The all-out assault on Virgin Australia launched by Qantas’ chief Alan Joyce this week has won some unintended support from the Australian Shareholders’ Association, which is rushing to the Takeovers Panel today to stop a $350 million non-renounceable capital-raising already underway. Both claim Virgin’s capital-raising amounts to a foreign takeover by stealth, because it is sub-underwritten by Etihad Airways, Singapore Airlines and Air New Zealand, which together own 63% of the airline and stand to lift their holding to as much as 68% if small investors choose not to take up their shares, as usual, when the retail component of the raising opens on Monday.
The ASA has never gone to the panel before, so the case breaks new ground. The application will be made by 5pm today in the name of the ASA’s Stephen Mayne, making good on a threat he issued at Virgin’s annual meeting in Brisbane yesterday. Mayne demanded Virgin remove a 40% cap on so-called “over-subscriptions” by small investors by 10am this morning. The cap limits the amount of extra stock shareholders can take up from any shortfall left in the placement, and is likely to cause the small shareholders as a class to be diluted on the Virgin share register. Virgin declined the ASA’s request this morning, announcing it would stick to the existing structure.

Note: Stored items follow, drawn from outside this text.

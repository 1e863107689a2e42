//! Per-connection request/response processing.
//!
//! [`HttpConnection`] drives the keep-alive loop for one TCP connection:
//! decode a request head, run the handler while pumping its body on demand,
//! drain whatever the handler left unread, then serialize the response with
//! the framing decided from the body itself. The connection terminates on
//! decode errors, write errors, handler panics, or when the request asked
//! for `Connection: close` (or predates HTTP/1.1 keep-alive).

mod http_connection;

pub use http_connection::HttpConnection;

Control is a genuine issue here because, while they already own a majority of Virgin, the foreign airlines stand to get three new seats on the board between them as part of the deal, with the total number of directors set to jump from seven to at least 10. Virgin says the board will still be chaired by a majority of independents, although there will only be five independents: chairman Neil Chatfield and non-executive directors David Baxby, Sam Mostyn, Mark Vaile and Robert Thomas. Virgin said today it would vary the number of board seats up or down if necessary to maintain the majority of independents.
At Virgin’s annual meeting yesterday Mayne challenged the independence of Baxby, who formerly worked for and represented Richard Branson’s Virgin Group — which holds 10% of Virgin Australia — on the board. He was not described as independent in the notice of meeting, but Chatfield said that was an “error”. Baxby denied he had spoken recently with Branson about the company although he maintained a dialogue.
The ASA and Mayne have been campaigning to ensure company boards treat big and small shareholders equally when raising capital, ever since the GFC, when Australia’s top listed companies rushed to make emergency share placements to big institutional investors to pay down debt. They want raising to be renounceable, so if they decide not to take up their shares, small shareholders can sell their entitlement via a bookbuild.
Mayne’s argument has nothing to do with Qantas’ self-interested campaign. Joyce blasted Virgin’s capital-raising on Monday and launched a “Fair Go 4 Qantas” campaign urging its 30,000 employees to lobby politicians, following up with a round of meetings in Canberra yesterday asking for the foreign ownership restrictions on Qantas to be lifted. He got short shrift.
Mayne’s concern is for the rights of Virgin’s minority shareholders; Joyce wants a level playing field on foreign ownership with his major competitor. Qantas argues it is put at a competitive disadvantage by restrictions on foreign ownership — capped at 49% under the Qantas Sale Act — although it is hard to see how. There is no evidence Australian institutions have been reluctant to invest in Qantas, or that the airline’s cost of capital is higher as a result of the limit. The limit is effectively self-monitored anyway and hardly enforced; when hedge funds were jockeying for position on the Qantas register during the failed privatisation bid in 2007, foreign ownership was reported to have hit 60%.
Amid all the grandstanding — with threats of litigation flying back and forth, including defamation and anti-dumping action — there is a genuine issue about the Virgin raising.
Proxy adviser Ownership Matters principal Dean Paatsch this morning described the structure of the Virgin raising as “ingenious”: whether or not the major airlines sub-underwriting it are acting in concert, they wind up being paid a fee to take up cheap shares they already wanted anyway. It may be pure coincidence, he says, and it will be hard to prove otherwise. The three airlines are all competitors and, outside Virgin, are out there cutting each other’s throats.
The takeovers panel must decide by tomorrow whether it will hear the ASA’s application.